We were motivated to pursue this project because most glioma patients fail to respond or develop resistance to immune checkpoint blockade inhibitor treatments despite durable responses in many other cancers.  Intensive efforts are underway to identify biomarkers that discriminate between responders and non-responders. Most current research has focused on tumor immune features; however, the systemic immune system is essential for a successful anti-tumor response. Thus, this project is relevant and impactful to cancer because it addresses an urgent clinical need for non-tumor biomarkers to predict robust responses to immune therapy.  

Can you describe the focus of your project in a few sentences?

The focus of this project is to develop a mobile-based application for cancer centers that do not have access to standard-of-care technology required for effective radiation therapy. This is particularly important for left-side breast cancer patients undergoing radiotherapy which involves multiple deep inspiration breath hold (DIBH). Current technology is not accessible due to cost and a high degree of complexity that requires more training, education, and quality assurance programs. Our team was the first to show and investigate low-cost alternatives to monitor respiratory motion that utilize Light Detection and Ranging (LiDAR) capabilities available on most smartphones. In an effort to improve radiation therapy globally, this project is focused on further developing and facilitating the translation of novel easy-to-use, low-cost smartphone platforms to centers that currently do not have access to effective treatment.
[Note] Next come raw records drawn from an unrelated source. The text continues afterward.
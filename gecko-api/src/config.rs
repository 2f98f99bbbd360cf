//! API 层配置
//!
//! `RunConfig` is built by the host and handed to the runtime explicitly.

use gecko_config::{BusConfig, TickConfig};
use gecko_log::Logger;
use std::sync::Arc;

/// Execution configuration
#[derive(Clone)]
pub struct RunConfig {
    /// Tick period and tick limit
    pub tick: TickConfig,
    /// Queue sizes for bus modules
    pub bus: BusConfig,
    /// Stop the run at the first tick that reports an error
    pub stop_on_error: bool,
    pub logger: Arc<Logger>,
}

impl RunConfig {
    pub fn with_logger(logger: Arc<Logger>) -> Self {
        Self {
            logger,
            ..Self::default()
        }
    }
}

impl std::fmt::Debug for RunConfig {
    fn fmt(&self, f: &mut std::fmt::Formatter<'_>) -> std::fmt::Result {
        f.debug_struct("RunConfig")
            .field("tick", &self.tick)
            .field("bus", &self.bus)
            .field("stop_on_error", &self.stop_on_error)
            .field("log_level", &self.logger.level())
            .finish()
    }
}

impl Default for RunConfig {
    fn default() -> Self {
        Self {
            tick: TickConfig::default(),
            bus: BusConfig::default(),
            stop_on_error: false,
            logger: Logger::noop(),
        }
    }
}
What motivated you to pursue this particular project?

As a clinician scientist in the medical physicist domain, my co-PI (Dr. Dante Capaldi) and I are often reminded through clinical practice that the current technology is not optimal for every patient, and furthermore, it is not accessible to every clinic. UCSF has world-class facilities and access to technology that offer the best standard of care for their patients. We are inspired and motivated by the high quality of cancer care that is offered at UCSF. Our goal is to help enable the translation of effective treatments, and in radiation therapy the means making the technology more accessible, so that all cancer patients will benefit.